--- RECORDS FOR THE EXERCISE ---
───

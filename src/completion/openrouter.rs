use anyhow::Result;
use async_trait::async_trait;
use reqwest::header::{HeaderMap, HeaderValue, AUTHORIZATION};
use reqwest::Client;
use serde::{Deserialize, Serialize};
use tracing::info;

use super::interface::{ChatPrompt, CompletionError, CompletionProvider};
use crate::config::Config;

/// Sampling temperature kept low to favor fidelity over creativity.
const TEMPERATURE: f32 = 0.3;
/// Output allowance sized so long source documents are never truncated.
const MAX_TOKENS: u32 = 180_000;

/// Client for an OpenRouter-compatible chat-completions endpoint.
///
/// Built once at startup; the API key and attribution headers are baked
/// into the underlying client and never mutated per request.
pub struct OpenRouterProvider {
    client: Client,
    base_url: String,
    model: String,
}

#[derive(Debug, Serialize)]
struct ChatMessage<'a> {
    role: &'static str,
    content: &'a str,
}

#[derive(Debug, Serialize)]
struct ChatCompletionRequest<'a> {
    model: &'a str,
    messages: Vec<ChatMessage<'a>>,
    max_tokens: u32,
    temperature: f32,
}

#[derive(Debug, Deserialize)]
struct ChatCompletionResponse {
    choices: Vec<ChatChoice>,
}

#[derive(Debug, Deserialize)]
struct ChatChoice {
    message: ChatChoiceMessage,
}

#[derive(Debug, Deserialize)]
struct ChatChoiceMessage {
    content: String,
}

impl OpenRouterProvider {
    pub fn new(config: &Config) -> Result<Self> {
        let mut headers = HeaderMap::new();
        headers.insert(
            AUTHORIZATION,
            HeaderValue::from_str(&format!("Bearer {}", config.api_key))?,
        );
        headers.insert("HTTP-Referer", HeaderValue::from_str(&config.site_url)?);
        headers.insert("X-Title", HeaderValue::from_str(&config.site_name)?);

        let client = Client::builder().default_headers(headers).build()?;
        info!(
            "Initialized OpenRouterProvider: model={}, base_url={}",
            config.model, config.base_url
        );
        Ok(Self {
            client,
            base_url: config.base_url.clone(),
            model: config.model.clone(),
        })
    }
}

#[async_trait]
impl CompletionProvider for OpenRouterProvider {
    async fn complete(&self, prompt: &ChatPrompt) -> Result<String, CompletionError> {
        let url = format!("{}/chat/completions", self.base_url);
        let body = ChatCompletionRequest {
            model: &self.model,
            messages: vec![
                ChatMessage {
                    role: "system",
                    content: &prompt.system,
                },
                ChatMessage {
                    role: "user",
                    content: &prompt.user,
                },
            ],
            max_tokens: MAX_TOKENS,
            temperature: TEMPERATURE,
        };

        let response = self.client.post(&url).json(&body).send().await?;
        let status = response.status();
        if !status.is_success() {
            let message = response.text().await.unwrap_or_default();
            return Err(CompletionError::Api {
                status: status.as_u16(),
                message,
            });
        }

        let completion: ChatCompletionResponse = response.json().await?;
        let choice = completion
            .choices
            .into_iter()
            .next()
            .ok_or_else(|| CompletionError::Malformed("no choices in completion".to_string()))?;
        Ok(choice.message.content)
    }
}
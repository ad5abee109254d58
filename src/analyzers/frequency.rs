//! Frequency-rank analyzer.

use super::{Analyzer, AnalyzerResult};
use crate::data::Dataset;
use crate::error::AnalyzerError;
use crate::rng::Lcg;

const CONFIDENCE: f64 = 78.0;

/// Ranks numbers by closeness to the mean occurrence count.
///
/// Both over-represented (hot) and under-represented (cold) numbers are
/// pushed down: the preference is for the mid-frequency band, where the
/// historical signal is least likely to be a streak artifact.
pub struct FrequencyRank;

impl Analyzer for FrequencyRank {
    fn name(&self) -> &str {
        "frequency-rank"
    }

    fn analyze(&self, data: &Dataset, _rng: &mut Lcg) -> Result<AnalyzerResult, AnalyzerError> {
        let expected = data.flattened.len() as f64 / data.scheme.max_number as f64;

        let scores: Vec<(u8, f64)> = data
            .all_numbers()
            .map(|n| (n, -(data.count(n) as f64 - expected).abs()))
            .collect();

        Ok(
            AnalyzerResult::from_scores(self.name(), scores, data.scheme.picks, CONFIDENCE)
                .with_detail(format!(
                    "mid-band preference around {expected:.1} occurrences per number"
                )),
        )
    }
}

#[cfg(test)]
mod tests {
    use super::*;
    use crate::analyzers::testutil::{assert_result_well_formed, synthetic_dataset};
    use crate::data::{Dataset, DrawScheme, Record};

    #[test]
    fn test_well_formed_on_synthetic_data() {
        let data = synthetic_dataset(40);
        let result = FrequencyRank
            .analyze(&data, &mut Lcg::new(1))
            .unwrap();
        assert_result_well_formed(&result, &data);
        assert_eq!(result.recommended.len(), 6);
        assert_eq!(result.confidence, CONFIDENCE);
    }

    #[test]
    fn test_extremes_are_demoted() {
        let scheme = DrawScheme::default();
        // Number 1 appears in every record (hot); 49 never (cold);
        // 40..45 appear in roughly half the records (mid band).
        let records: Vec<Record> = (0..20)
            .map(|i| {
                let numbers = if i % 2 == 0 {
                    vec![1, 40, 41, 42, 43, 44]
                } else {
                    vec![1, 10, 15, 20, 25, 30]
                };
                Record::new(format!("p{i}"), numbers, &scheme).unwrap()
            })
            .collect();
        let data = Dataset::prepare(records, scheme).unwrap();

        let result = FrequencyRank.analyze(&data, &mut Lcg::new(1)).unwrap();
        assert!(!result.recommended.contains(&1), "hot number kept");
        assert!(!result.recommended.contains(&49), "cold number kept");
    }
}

───

--- EXERCISE OBJECTIVE ---
Nothing in the material above may be skipped, so reproduce it all exactly.

--- PROBLEM SOLUTION ---
filename src/completion/openrouter.rs
use anyhow::Result;
use async_trait::async_trait;
use reqwest::header::{HeaderMap, HeaderValue, AUTHORIZATION};
use reqwest::Client;
use serde::{Deserialize, Serialize};
use tracing::info;

use super::interface::{ChatPrompt, CompletionError, CompletionProvider};
use crate::config::Config;

/// Sampling temperature kept low to favor fidelity over creativity.
const TEMPERATURE: f32 = 0.3;
/// Output allowance sized so long source documents are never truncated.
const MAX_TOKENS: u32 = 180_000;

/// Client for an OpenRouter-compatible chat-completions endpoint.
///
/// Built once at startup; the API key and attribution headers are baked
/// into the underlying client and never mutated per request.
pub struct OpenRouterProvider {
    client: Client,
    base_url: String,
    model: String,
}

#[derive(Debug, Serialize)]
struct ChatMessage<'a> {
    role: &'static str,
    content: &'a str,
}

#[derive(Debug, Serialize)]
struct ChatCompletionRequest<'a> {
    model: &'a str,
    messages: Vec<ChatMessage<'a>>,
    max_tokens: u32,
    temperature: f32,
}

#[derive(Debug, Deserialize)]
struct ChatCompletionResponse {
    choices: Vec<ChatChoice>,
}

#[derive(Debug, Deserialize)]
struct ChatChoice {
    message: ChatChoiceMessage,
}

#[derive(Debug, Deserialize)]
struct ChatChoiceMessage {
    content: String,
}

impl OpenRouterProvider {
    pub fn new(config: &Config) -> Result<Self> {
        let mut headers = HeaderMap::new();
        headers.insert(
            AUTHORIZATION,
            HeaderValue::from_str(&format!("Bearer {}", config.api_key))?,
        );
        headers.insert("HTTP-Referer", HeaderValue::from_str(&config.site_url)?);
        headers.insert("X-Title", HeaderValue::from_str(&config.site_name)?);

        let client = Client::builder().default_headers(headers).build()?;
        info!(
            "Initialized OpenRouterProvider: model={}, base_url={}",
            config.model, config.base_url
        );
        Ok(Self {
            client,
            base_url: config.base_url.clone(),
            model: config.model.clone(),
        })
    }
}

#[async_trait]
impl CompletionProvider for OpenRouterProvider {
    async fn complete(&self, prompt: &ChatPrompt) -> Result<String, CompletionError> {
        let url = format!("{}/chat/completions", self.base_url);
        let body = ChatCompletionRequest {
            model: &self.model,
            messages: vec![
                ChatMessage {
                    role: "system",
                    content: &prompt.system,
                },
                ChatMessage {
                    role: "user",
                    content: &prompt.user,
                },
            ],
            max_tokens: MAX_TOKENS,
            temperature: TEMPERATURE,
        };

        let response = self.client.post(&url).json(&body).send().await?;
        let status = response.status();
        if !status.is_success() {
            let message = response.text().await.unwrap_or_default();
            return Err(CompletionError::Api {
                status: status.as_u16(),
                message,
            });
        }

        let completion: ChatCompletionResponse = response.json().await?;
        let choice = completion
            .choices
            .into_iter()
            .next()
            .ok_or_else(|| CompletionError::Malformed("no choices in completion".to_string()))?;
        Ok(choice.message.content)
    }
}
repository ad5abee109254d58
filename src/analyzers/frequency.rs
//! Frequency-rank analyzer.

use super::{Analyzer, AnalyzerResult};
use crate::data::Dataset;
use crate::error::AnalyzerError;
use crate::rng::Lcg;

const CONFIDENCE: f64 = 78.0;

/// Ranks numbers by closeness to the mean occurrence count.
///
/// Both over-represented (hot) and under-represented (cold) numbers are
/// pushed down: the preference is for the mid-frequency band, where the
/// historical signal is least likely to be a streak artifact.
pub struct FrequencyRank;

impl Analyzer for FrequencyRank {
    fn name(&self) -> &str {
        "frequency-rank"
    }

    fn analyze(&self, data: &Dataset, _rng: &mut Lcg) -> Result<AnalyzerResult, AnalyzerError> {
        let expected = data.flattened.len() as f64 / data.scheme.max_number as f64;

        let scores: Vec<(u8, f64)> = data
            .all_numbers()
            .map(|n| (n, -(data.count(n) as f64 - expected).abs()))
            .collect();

        Ok(
            AnalyzerResult::from_scores(self.name(), scores, data.scheme.picks, CONFIDENCE)
                .with_detail(format!(
                    "mid-band preference around {expected:.1} occurrences per number"
                )),
        )
    }
}

#[cfg(test)]
mod tests {
    use super::*;
    use crate::analyzers::testutil::{assert_result_well_formed, synthetic_dataset};
    use crate::data::{Dataset, DrawScheme, Record};

    #[test]
    fn test_well_formed_on_synthetic_data() {
        let data = synthetic_dataset(40);
        let result = FrequencyRank
            .analyze(&data, &mut Lcg::new(1))
            .unwrap();
        assert_result_well_formed(&result, &data);
        assert_eq!(result.recommended.len(), 6);
        assert_eq!(result.confidence, CONFIDENCE);
    }

    #[test]
    fn test_extremes_are_demoted() {
        let scheme = DrawScheme::default();
        // Number 1 appears in every record (hot); 49 never (cold);
        // 40..45 appear in roughly half the records (mid band).
        let records: Vec<Record> = (0..20)
            .map(|i| {
                let numbers = if i % 2 == 0 {
                    vec![1, 40, 41, 42, 43, 44]
                } else {
                    vec![1, 10, 15, 20, 25, 30]
                };
                Record::new(format!("p{i}"), numbers, &scheme).unwrap()
            })
            .collect();
        let data = Dataset::prepare(records, scheme).unwrap();

        let result = FrequencyRank.analyze(&data, &mut Lcg::new(1)).unwrap();
        assert!(!result.recommended.contains(&1), "hot number kept");
        assert!(!result.recommended.contains(&49), "cold number kept");
    }
}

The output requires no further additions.